# I'm gonna be a daddy (so to speak)



## Malikal (Jan 6, 2008)

ok well at the very least a daddies caretaker.

I just got a female con, Trillian, for Zaphod, my male con 2 days ago from KingPoui SP? and i guess the sparks were a flying.

Today i noticed Zaphod keeping, well attempting to keep my hand away from the glass by the cave.

I got out my flashlight, because its kinda dark in thier cave, and voilla, I see eggs attached to the side of the cave.

I hope I get some to free swimming, that my giant danios wont eat.


----------



## gage (Feb 7, 2007)

congrats on the spawn my friend! keep us posted!


----------



## MidNightCowBoy (May 7, 2007)

What do you plan on doing with the multitude of con fry you are going to be dealing with in the future?


----------



## lil mama (Nov 24, 2007)

MidNightCowBoy said:


> What do you plan on doing with the multitude of con fry you are going to be dealing with in the future?


 :lol: :lol:


----------



## remarkosmoc (Oct 19, 2005)

Your cons will likely be able to keep the giant danios away. You can generally expect high survival rates and frequent spawns with cons.

Cons are a fun cichlid to own as with any MF pair you are virtually guaranteed spawning and it is an interesting process to watch.


----------



## Malikal (Jan 6, 2008)

still not totally sure what i'm gonna do with all the babies. i have some friends with a few various different kinds of cichlids so maybe i will give some to them as feeders... What I really would like to do is maybe raise one or 2 of them and get a pink con and see if i could start breeding pinks. i know my LFS would probably trade or buy some of the pinks, he sells a lot of em.

This morning i noticed a lot of white eggs but by time i got home from work they were all gone. that's a good thing right?

i am guessing that they will be wrigglers by tomorrow evining at the very least the following day.

All of the other tank inhabitants are staying mid to top level not daring to go lower because daddy will come after them.


----------



## remarkosmoc (Oct 19, 2005)

Just be aware that even though an LFS will take some, they won't be able to take all that you will produce which varies but in my experience is around 60-80 per month for a breeding pair of cons. Most LFS's only take them once they are 3-4 months old so you'd have to have several grow out tanks to facilitate that. Giving them away or using them as feeders is what most of us do with most of our cons. I have an LFS that will take some once in a while, but no where near the capability of what the pair can produce.

White eggs disappearing are good. Those are the unfertilized eggs which usually get infected with fungus and mom and dad will remove them to prevent fungal infection to the good eggs.
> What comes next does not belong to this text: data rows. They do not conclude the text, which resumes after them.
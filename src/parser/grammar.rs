//! Tree-sitter grammar resolution and parser reuse.

use dashmap::DashMap;
use std::sync::{Arc, Mutex};
use tracing::debug;
use tree_sitter::{Language, Parser};

use crate::error::{Error, Result};
use crate::parser::SourceLang;

/// Map a language to its compiled tree-sitter grammar, if one is linked in.
pub fn language_for(lang: SourceLang) -> Option<Language> {
    match lang {
        SourceLang::Rust => Some(tree_sitter_rust::LANGUAGE.into()),
        SourceLang::JavaScript | SourceLang::TypeScript => {
            Some(tree_sitter_typescript::LANGUAGE_TYPESCRIPT.into())
        }
        SourceLang::Jsx | SourceLang::Tsx => Some(tree_sitter_typescript::LANGUAGE_TSX.into()),
        SourceLang::Python => Some(tree_sitter_python::LANGUAGE.into()),
        SourceLang::Go => Some(tree_sitter_go::LANGUAGE.into()),
        SourceLang::Bash => Some(tree_sitter_bash::LANGUAGE.into()),
        SourceLang::Java | SourceLang::C | SourceLang::Cpp | SourceLang::Other => None,
    }
}

/// One parser per language, created on first use.
///
/// A parser carries mutable state, so each sits behind a mutex and two scans
/// of the same language take turns.
#[derive(Default)]
pub struct GrammarRegistry {
    parsers: DashMap<SourceLang, Arc<Mutex<Parser>>>,
}

impl GrammarRegistry {
    pub fn parser(&self, lang: SourceLang) -> Result<Arc<Mutex<Parser>>> {
        if let Some(parser) = self.parsers.get(&lang) {
            return Ok(Arc::clone(&parser));
        }

        let language = language_for(lang).ok_or_else(|| Error::GrammarLoad {
            language: lang.id().to_string(),
            reason: "no tree-sitter grammar available".to_string(),
        })?;

        let mut parser = Parser::new();
        parser.set_language(&language).map_err(|e| Error::GrammarLoad {
            language: lang.id().to_string(),
            reason: e.to_string(),
        })?;
        debug!(language = lang.id(), "loaded grammar");

        let parser = self
            .parsers
            .entry(lang)
            .or_insert_with(|| Arc::new(Mutex::new(parser)));
        Ok(Arc::clone(&parser))
    }
}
Keep an eye on the health of the other inhabitants. Cons can get pretty rough when breeding, it really depends on the pair. If you see anyone cowering in the corner with wounds they I'd consider partitioning the tank or doing some relocation.


----------



## Malikal (Jan 6, 2008)

well its been about 3 days now, and it doesn't look like they've hatched yet. maybe tomorrow. doesn't look like quite as many eggs as when i first noticed them. that's a good thin i think.

Will i be able to see the little wrigglers? possibly snap a pic if my camera can zoom in enough and they are place in a spot i can get a pic with. here is a camera phone pic of my male, zaphod (in his old house).









I havent been able to get a pic of the female, trillian, shes been hiding, fanning the eggs.
[/url]


----------



## Malikal (Jan 6, 2008)

well... its day 4 since i notice the eggs and now they are all gone.
I dont see and wrigglers either. but i really dont know what im looking for either.

Hopefully in a few more days i will see some free swimming.


----------



## lam man48 (Jan 14, 2007)

*Malikal*
ha just be patient its hard to see wigglers un less the eggs and nest is somer next to the glass you can see iv'e been breeding cons for three years and im only thirteen so its kina of cool and i was able to cross breed with a green texas so just be patient its welll worth it


----------



## Malikal (Jan 6, 2008)

i think they ate the eggs... Must be newbie mom didn't know what to do. i should have had free swimmers by today but i don't so i am assuming that the eggs were eaten.

Better luck next time i suppose... they did it once they should do it again.


----------



## Malikal (Jan 6, 2008)

well she has eggs again... lets see if they make this time around.


----------



## Malikal (Jan 6, 2008)

WOOHOO...

The babies from there second batch hatch a few days ago and they are now swimming.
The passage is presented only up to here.